What you need to do >> Please reproduce each of the following entries exactly.

(Data provided Opens)

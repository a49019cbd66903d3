use crate::config::TaskParams;
use chrono::{DateTime, Utc};
use serde::{Deserialize, Serialize};
use std::time::Duration;

/// Everything needed to post one task
#[derive(Debug, Clone, PartialEq, Serialize, Deserialize)]
pub struct TaskSpec {
  pub title: String,
  pub description: String,
  pub keywords: Vec<String>,
  pub reward: f64,
  pub max_assignments: u32,
  pub lifetime: Duration,
  pub assignment_duration: Duration,
  pub auto_approval_delay: Duration,
  pub question: String,
  /// Pixel height of the frame the question is rendered in
  pub frame_height: u32,
}

impl TaskSpec {
  pub fn from_params(params: &TaskParams, question: String) -> Self {
    TaskSpec {
      title: params.title.clone(),
      description: params.description.clone(),
      keywords: params.keywords.clone(),
      reward: params.reward,
      max_assignments: params.max_assignments,
      lifetime: params.lifetime(),
      assignment_duration: params.assignment_duration(),
      auto_approval_delay: params.auto_approval_delay(),
      question,
      frame_height: params.frame_height,
    }
  }
}

#[derive(Debug, Clone, Copy, PartialEq, Eq, Hash, Serialize, Deserialize)]
pub enum TaskStatus {
  Assignable,
  Unassignable,
  Reviewable,
  Reviewing,
  Disposed,
}

#[derive(Debug, Clone, PartialEq, Serialize, Deserialize)]
pub struct Task {
  pub id: String,
  pub title: String,
  pub status: TaskStatus,
  pub max_assignments: u32,
  pub expires_at: Option<DateTime<Utc>>,
}

#[derive(Debug, Clone, PartialEq, Serialize, Deserialize)]
pub struct TaskPage {
  pub tasks: Vec<Task>,
  pub next_token: Option<String>,
}

#[derive(Debug, Clone, Copy, PartialEq, Eq, Hash, Serialize, Deserialize)]
pub enum SubmissionStatus {
  Submitted,
  Approved,
  Rejected,
}

/// One worker's submitted work on a task. `answer` is the free-text payload the task interface
/// posted
#[derive(Debug, Clone, PartialEq, Serialize, Deserialize)]
pub struct Submission {
  pub id: String,
  pub task_id: String,
  pub worker_id: String,
  pub status: SubmissionStatus,
  pub answer: Option<String>,
  pub submitted_at: Option<DateTime<Utc>>,
}

#[derive(Debug, Clone, PartialEq, Serialize, Deserialize)]
pub struct TaskSubmissions {
  pub task_id: String,
  pub submissions: Vec<Submission>,
}

#[derive(Debug, Clone, PartialEq, Serialize, Deserialize)]
pub struct QualificationType {
  pub name: String,
  pub description: String,
  pub keywords: Vec<String>,
  pub active: bool,
  pub retry_delay: Option<Duration>,
  pub auto_granted: bool,
  pub auto_granted_value: Option<i32>,
}

#[derive(Debug, Clone, PartialEq, Serialize, Deserialize)]
pub struct QualificationGrant {
  pub qualification_id: String,
  pub worker_id: String,
  pub value: i32,
  pub notify: bool,
}

#[derive(Debug, Clone, PartialEq, Serialize, Deserialize)]
pub struct QualificationRevocation {
  pub qualification_id: String,
  pub worker_id: String,
  pub reason: String,
}

#[derive(Debug, Clone, PartialEq, Serialize, Deserialize)]
pub struct WorkerNotice {
  pub subject: String,
  pub message: String,
  pub worker_ids: Vec<String>,
}

#[derive(Debug, Clone, PartialEq, Serialize, Deserialize)]
pub struct Bonus {
  pub worker_id: String,
  pub submission_id: String,
  pub amount: f64,
  pub reason: String,
}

(Data provided Closes)

Result for this task >>
repository a49019cbd66903d3
use crate::config::TaskParams;
use chrono::{DateTime, Utc};
use serde::{Deserialize, Serialize};
use std::time::Duration;

/// Everything needed to post one task
#[derive(Debug, Clone, PartialEq, Serialize, Deserialize)]
pub struct TaskSpec {
  pub title: String,
  pub description: String,
  pub keywords: Vec<String>,
  pub reward: f64,
  pub max_assignments: u32,
  pub lifetime: Duration,
  pub assignment_duration: Duration,
  pub auto_approval_delay: Duration,
  pub question: String,
  /// Pixel height of the frame the question is rendered in
  pub frame_height: u32,
}

impl TaskSpec {
  pub fn from_params(params: &TaskParams, question: String) -> Self {
    TaskSpec {
      title: params.title.clone(),
      description: params.description.clone(),
      keywords: params.keywords.clone(),
      reward: params.reward,
      max_assignments: params.max_assignments,
      lifetime: params.lifetime(),
      assignment_duration: params.assignment_duration(),
      auto_approval_delay: params.auto_approval_delay(),
      question,
      frame_height: params.frame_height,
    }
  }
}

#[derive(Debug, Clone, Copy, PartialEq, Eq, Hash, Serialize, Deserialize)]
pub enum TaskStatus {
  Assignable,
  Unassignable,
  Reviewable,
  Reviewing,
  Disposed,
}

#[derive(Debug, Clone, PartialEq, Serialize, Deserialize)]
pub struct Task {
  pub id: String,
  pub title: String,
  pub status: TaskStatus,
  pub max_assignments: u32,
  pub expires_at: Option<DateTime<Utc>>,
}

#[derive(Debug, Clone, PartialEq, Serialize, Deserialize)]
pub struct TaskPage {
  pub tasks: Vec<Task>,
  pub next_token: Option<String>,
}

#[derive(Debug, Clone, Copy, PartialEq, Eq, Hash, Serialize, Deserialize)]
pub enum SubmissionStatus {
  Submitted,
  Approved,
  Rejected,
}

/// One worker's submitted work on a task. `answer` is the free-text payload the task interface
/// posted
#[derive(Debug, Clone, PartialEq, Serialize, Deserialize)]
pub struct Submission {
  pub id: String,
  pub task_id: String,
  pub worker_id: String,
  pub status: SubmissionStatus,
  pub answer: Option<String>,
  pub submitted_at: Option<DateTime<Utc>>,
}

#[derive(Debug, Clone, PartialEq, Serialize, Deserialize)]
pub struct TaskSubmissions {
  pub task_id: String,
  pub submissions: Vec<Submission>,
}

#[derive(Debug, Clone, PartialEq, Serialize, Deserialize)]
pub struct QualificationType {
  pub name: String,
  pub description: String,
  pub keywords: Vec<String>,
  pub active: bool,
  pub retry_delay: Option<Duration>,
  pub auto_granted: bool,
  pub auto_granted_value: Option<i32>,
}

#[derive(Debug, Clone, PartialEq, Serialize, Deserialize)]
pub struct QualificationGrant {
  pub qualification_id: String,
  pub worker_id: String,
  pub value: i32,
  pub notify: bool,
}

#[derive(Debug, Clone, PartialEq, Serialize, Deserialize)]
pub struct QualificationRevocation {
  pub qualification_id: String,
  pub worker_id: String,
  pub reason: String,
}

#[derive(Debug, Clone, PartialEq, Serialize, Deserialize)]
pub struct WorkerNotice {
  pub subject: String,
  pub message: String,
  pub worker_ids: Vec<String>,
}

#[derive(Debug, Clone, PartialEq, Serialize, Deserialize)]
pub struct Bonus {
  pub worker_id: String,
  pub submission_id: String,
  pub amount: f64,
  pub reason: String,
}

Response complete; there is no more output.